__EXERCISE DESCRIPTION__
Every line of the data is to be reproduced exactly.

------ DATASET RECORDS

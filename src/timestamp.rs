//! display formatting of alert start times
use std::borrow::Cow;

use chrono::{DateTime, NaiveDate, NaiveDateTime};

/// shown for alerts without a start time
pub const MISSING_TIMESTAMP: &str = "N/A";

/// `DD/MM HH:MM:SS`, no year and no timezone
const DISPLAY_FORMAT: &str = "%d/%m %H:%M:%S";

/// Formats an ISO-8601 timestamp for display.
///
/// Times are shown in the offset they were sent with. Missing timestamps become
/// [MISSING_TIMESTAMP], unparsable ones are returned unchanged.
pub fn format_timestamp(raw: Option<&str>) -> String {
	let raw = match raw {
		Some(raw) if !raw.is_empty() => raw,
		_ => return MISSING_TIMESTAMP.to_string(),
	};

	let normalized = match raw.strip_suffix('Z') {
		Some(stripped) => Cow::Owned(format!("{stripped}+00:00")),
		None => Cow::Borrowed(raw),
	};
	let normalized = truncate_fraction(&normalized);

	match parse(&normalized) {
		Some(formatted) => formatted,
		None => {
			tracing::debug!("could not parse timestamp {raw:?}, using it verbatim");
			raw.to_string()
		}
	}
}

/// Cuts fractional seconds down to microseconds.
fn truncate_fraction(ts: &str) -> Cow<'_, str> {
	let dot = match ts.find('.') {
		Some(dot) => dot,
		None => return Cow::Borrowed(ts),
	};

	let digits = ts[dot + 1..].bytes().take_while(u8::is_ascii_digit).count();
	if digits <= 6 {
		return Cow::Borrowed(ts);
	}

	Cow::Owned(format!("{}{}", &ts[..dot + 7], &ts[dot + 1 + digits..]))
}

/// parse with explicit offset first, then without any offset, then a plain date
fn parse(ts: &str) -> Option<String> {
	if let Ok(dt) = DateTime::parse_from_rfc3339(ts) {
		return Some(dt.format(DISPLAY_FORMAT).to_string());
	}

	for format in ["%Y-%m-%dT%H:%M:%S%.f", "%Y-%m-%d %H:%M:%S%.f", "%Y-%m-%dT%H:%M"] {
		if let Ok(dt) = NaiveDateTime::parse_from_str(ts, format) {
			return Some(dt.format(DISPLAY_FORMAT).to_string());
		}
	}

	NaiveDate::parse_from_str(ts, "%Y-%m-%d")
		.ok()
		.and_then(|date| date.and_hms_opt(0, 0, 0))
		.map(|dt| dt.format(DISPLAY_FORMAT).to_string())
}

#[cfg(test)]
mod tests {
	use super::*;

	#[test]
	fn missing_timestamps() {
		assert_eq!(format_timestamp(None), "N/A");
		assert_eq!(format_timestamp(Some("")), "N/A");
	}

	#[test]
	fn nanosecond_precision() {
		assert_eq!(format_timestamp(Some("2024-01-15T10:30:00.123456789Z")), "15/01 10:30:00");
	}

	#[test]
	fn keeps_sent_offset() {
		assert_eq!(format_timestamp(Some("2024-03-01T12:00:00Z")), "01/03 12:00:00");
		assert_eq!(format_timestamp(Some("2024-03-01T09:15:42-03:00")), "01/03 09:15:42");
		assert_eq!(format_timestamp(Some("2024-03-01T09:15:42.5+02:00")), "01/03 09:15:42");
	}

	#[test]
	fn naive_timestamps() {
		assert_eq!(format_timestamp(Some("2024-12-24T23:59:01")), "24/12 23:59:01");
		assert_eq!(format_timestamp(Some("2024-12-24")), "24/12 00:00:00");
	}

	#[test]
	fn garbage_is_returned_verbatim() {
		assert_eq!(format_timestamp(Some("yesterday-ish")), "yesterday-ish");
		assert_eq!(format_timestamp(Some("2024-13-45T99:00:00Z")), "2024-13-45T99:00:00Z");
	}

	#[test]
	fn fraction_truncation() {
		assert_eq!(truncate_fraction("10:30:00.123456789+00:00"), "10:30:00.123456+00:00");
		assert_eq!(truncate_fraction("10:30:00.123+00:00"), "10:30:00.123+00:00");
		assert_eq!(truncate_fraction("10:30:00+00:00"), "10:30:00+00:00");
	}
}
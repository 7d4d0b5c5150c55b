//! errors of the alert pipeline and their http representation
use axum::{
    http::{header::WWW_AUTHENTICATE, StatusCode},
    response::{IntoResponse, Response},
    Json,
};
use serde::Serialize;
use thiserror::Error;

/// Errors surfacing while handling a single webhook request.
#[derive(Error, Debug)]
pub enum AlertError {
    /// the webhook contained no alerts, acknowledged as ignored
    #[error("alert group contains no alerts")]
    EmptyPayload,
    #[error("invalid or missing credentials")]
    Unauthorized,
    #[error("configuration error: {0}")]
    Configuration(String),
    #[error("invalid alert payload: {0}")]
    Validation(String),
    #[error("failed to render email")]
    Render(#[from] tera::Error),
    #[error("failed to dispatch email")]
    Dispatch(#[from] DispatchError),
    #[error(transparent)]
    Unexpected(#[from] anyhow::Error),
}

/// Errors of the mail provider call. Never retried.
#[derive(Error, Debug)]
pub enum DispatchError {
    #[error("no email recipients configured")]
    NoRecipients,
    #[error("request to mail provider failed")]
    Transport(#[from] reqwest::Error),
    #[error("mail provider responded with {status}: {body}")]
    Rejected { status: u16, body: String },
}

impl DispatchError {
    /// label value for the failure metric
    pub fn reason(&self) -> &'static str {
        match self {
            Self::NoRecipients => "no_recipients",
            Self::Transport(err) if err.is_timeout() => "timeout",
            Self::Transport(_) => "transport",
            Self::Rejected { .. } => "rejected",
        }
    }
}

/// body of every non-error response
#[derive(Debug, Clone, PartialEq, Eq, Serialize)]
#[serde(untagged)]
pub enum Acknowledgement {
    Delivered { ok: bool, items_processed: usize },
    Ignored { status: &'static str, reason: &'static str },
}

impl Acknowledgement {
    pub fn delivered(items_processed: usize) -> Self {
        Self::Delivered { ok: true, items_processed }
    }

    pub fn empty_payload() -> Self {
        Self::Ignored { status: "ignored", reason: "empty_payload" }
    }
}

/// body of every error response, the detail never contains internals
#[derive(Debug, Serialize)]
struct ErrorDetail {
    detail: &'static str,
}

impl IntoResponse for AlertError {
    fn into_response(self) -> Response {
        match self {
            Self::EmptyPayload => Json(Acknowledgement::empty_payload()).into_response(),
            Self::Unauthorized => {
                tracing::warn!("rejected request with invalid credentials");
                (
                    StatusCode::UNAUTHORIZED,
                    [(WWW_AUTHENTICATE, "Basic")],
                    Json(ErrorDetail { detail: "Invalid credentials" }),
                )
                    .into_response()
            }
            Self::Validation(ref reason) => {
                tracing::warn!("rejected malformed alert payload: {reason}");
                (StatusCode::BAD_REQUEST, Json(ErrorDetail { detail: "Invalid alert payload" }))
                    .into_response()
            }
            error => {
                tracing::error!("failed to process alert: {:#}", anyhow::Error::new(error));
                (
                    StatusCode::INTERNAL_SERVER_ERROR,
                    Json(ErrorDetail { detail: "Internal processing error" }),
                )
                    .into_response()
            }
        }
    }
}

------------

__SOLUTION TO THE EXERCISE__
filename src/timestamp.rs
//! display formatting of alert start times
use std::borrow::Cow;

use chrono::{DateTime, NaiveDate, NaiveDateTime};

/// shown for alerts without a start time
pub const MISSING_TIMESTAMP: &str = "N/A";

/// `DD/MM HH:MM:SS`, no year and no timezone
const DISPLAY_FORMAT: &str = "%d/%m %H:%M:%S";

/// Formats an ISO-8601 timestamp for display.
///
/// Times are shown in the offset they were sent with. Missing timestamps become
/// [MISSING_TIMESTAMP], unparsable ones are returned unchanged.
pub fn format_timestamp(raw: Option<&str>) -> String {
	let raw = match raw {
		Some(raw) if !raw.is_empty() => raw,
		_ => return MISSING_TIMESTAMP.to_string(),
	};

	let normalized = match raw.strip_suffix('Z') {
		Some(stripped) => Cow::Owned(format!("{stripped}+00:00")),
		None => Cow::Borrowed(raw),
	};
	let normalized = truncate_fraction(&normalized);

	match parse(&normalized) {
		Some(formatted) => formatted,
		None => {
			tracing::debug!("could not parse timestamp {raw:?}, using it verbatim");
			raw.to_string()
		}
	}
}

/// Cuts fractional seconds down to microseconds.
fn truncate_fraction(ts: &str) -> Cow<'_, str> {
	let dot = match ts.find('.') {
		Some(dot) => dot,
		None => return Cow::Borrowed(ts),
	};

	let digits = ts[dot + 1..].bytes().take_while(u8::is_ascii_digit).count();
	if digits <= 6 {
		return Cow::Borrowed(ts);
	}

	Cow::Owned(format!("{}{}", &ts[..dot + 7], &ts[dot + 1 + digits..]))
}

/// parse with explicit offset first, then without any offset, then a plain date
fn parse(ts: &str) -> Option<String> {
	if let Ok(dt) = DateTime::parse_from_rfc3339(ts) {
		return Some(dt.format(DISPLAY_FORMAT).to_string());
	}

	for format in ["%Y-%m-%dT%H:%M:%S%.f", "%Y-%m-%d %H:%M:%S%.f", "%Y-%m-%dT%H:%M"] {
		if let Ok(dt) = NaiveDateTime::parse_from_str(ts, format) {
			return Some(dt.format(DISPLAY_FORMAT).to_string());
		}
	}

	NaiveDate::parse_from_str(ts, "%Y-%m-%d")
		.ok()
		.and_then(|date| date.and_hms_opt(0, 0, 0))
		.map(|dt| dt.format(DISPLAY_FORMAT).to_string())
}

#[cfg(test)]
mod tests {
	use super::*;

	#[test]
	fn missing_timestamps() {
		assert_eq!(format_timestamp(None), "N/A");
		assert_eq!(format_timestamp(Some("")), "N/A");
	}

	#[test]
	fn nanosecond_precision() {
		assert_eq!(format_timestamp(Some("2024-01-15T10:30:00.123456789Z")), "15/01 10:30:00");
	}

	#[test]
	fn keeps_sent_offset() {
		assert_eq!(format_timestamp(Some("2024-03-01T12:00:00Z")), "01/03 12:00:00");
		assert_eq!(format_timestamp(Some("2024-03-01T09:15:42-03:00")), "01/03 09:15:42");
		assert_eq!(format_timestamp(Some("2024-03-01T09:15:42.5+02:00")), "01/03 09:15:42");
	}

	#[test]
	fn naive_timestamps() {
		assert_eq!(format_timestamp(Some("2024-12-24T23:59:01")), "24/12 23:59:01");
		assert_eq!(format_timestamp(Some("2024-12-24")), "24/12 00:00:00");
	}

	#[test]
	fn garbage_is_returned_verbatim() {
		assert_eq!(format_timestamp(Some("yesterday-ish")), "yesterday-ish");
		assert_eq!(format_timestamp(Some("2024-13-45T99:00:00Z")), "2024-13-45T99:00:00Z");
	}

	#[test]
	fn fraction_truncation() {
		assert_eq!(truncate_fraction("10:30:00.123456789+00:00"), "10:30:00.123456+00:00");
		assert_eq!(truncate_fraction("10:30:00.123+00:00"), "10:30:00.123+00:00");
		assert_eq!(truncate_fraction("10:30:00+00:00"), "10:30:00+00:00");
	}
}
repository 7d4d0b5c5150c55b
//! errors of the alert pipeline and their http representation
use axum::{
    http::{header::WWW_AUTHENTICATE, StatusCode},
    response::{IntoResponse, Response},
    Json,
};
use serde::Serialize;
use thiserror::Error;

/// Errors surfacing while handling a single webhook request.
#[derive(Error, Debug)]
pub enum AlertError {
    /// the webhook contained no alerts, acknowledged as ignored
    #[error("alert group contains no alerts")]
    EmptyPayload,
    #[error("invalid or missing credentials")]
    Unauthorized,
    #[error("configuration error: {0}")]
    Configuration(String),
    #[error("invalid alert payload: {0}")]
    Validation(String),
    #[error("failed to render email")]
    Render(#[from] tera::Error),
    #[error("failed to dispatch email")]
    Dispatch(#[from] DispatchError),
    #[error(transparent)]
    Unexpected(#[from] anyhow::Error),
}

/// Errors of the mail provider call. Never retried.
#[derive(Error, Debug)]
pub enum DispatchError {
    #[error("no email recipients configured")]
    NoRecipients,
    #[error("request to mail provider failed")]
    Transport(#[from] reqwest::Error),
    #[error("mail provider responded with {status}: {body}")]
    Rejected { status: u16, body: String },
}

impl DispatchError {
    /// label value for the failure metric
    pub fn reason(&self) -> &'static str {
        match self {
            Self::NoRecipients => "no_recipients",
            Self::Transport(err) if err.is_timeout() => "timeout",
            Self::Transport(_) => "transport",
            Self::Rejected { .. } => "rejected",
        }
    }
}

/// body of every non-error response
#[derive(Debug, Clone, PartialEq, Eq, Serialize)]
#[serde(untagged)]
pub enum Acknowledgement {
    Delivered { ok: bool, items_processed: usize },
    Ignored { status: &'static str, reason: &'static str },
}

impl Acknowledgement {
    pub fn delivered(items_processed: usize) -> Self {
        Self::Delivered { ok: true, items_processed }
    }

    pub fn empty_payload() -> Self {
        Self::Ignored { status: "ignored", reason: "empty_payload" }
    }
}

/// body of every error response, the detail never contains internals
#[derive(Debug, Serialize)]
struct ErrorDetail {
    detail: &'static str,
}

impl IntoResponse for AlertError {
    fn into_response(self) -> Response {
        match self {
            Self::EmptyPayload => Json(Acknowledgement::empty_payload()).into_response(),
            Self::Unauthorized => {
                tracing::warn!("rejected request with invalid credentials");
                (
                    StatusCode::UNAUTHORIZED,
                    [(WWW_AUTHENTICATE, "Basic")],
                    Json(ErrorDetail { detail: "Invalid credentials" }),
                )
                    .into_response()
            }
            Self::Validation(ref reason) => {
                tracing::warn!("rejected malformed alert payload: {reason}");
                (StatusCode::BAD_REQUEST, Json(ErrorDetail { detail: "Invalid alert payload" }))
                    .into_response()
            }
            error => {
                tracing::error!("failed to process alert: {:#}", anyhow::Error::new(error));
                (
                    StatusCode::INTERNAL_SERVER_ERROR,
                    Json(ErrorDetail { detail: "Internal processing error" }),
                )
                    .into_response()
            }
        }
    }
}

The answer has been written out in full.